(Collected data)

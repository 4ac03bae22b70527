pub mod audit_log;
pub mod auth;
pub mod task;
pub mod user;

use serde::Serialize;
use utoipa::ToSchema;

#[derive(Serialize, ToSchema)]
pub struct MessageResponse {
    pub message: String,
}

impl MessageResponse {
    pub fn new(message: impl Into<String>) -> Self {
        Self {
            message: message.into(),
        }
    }
}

**INSTRUCTIONS FOR THE TASK**
Would you copy out each line of the records above where the word "MessageResponse" occurs?

**OUTPUT FOR THIS EXERCISE**
pub struct MessageResponse {
impl MessageResponse {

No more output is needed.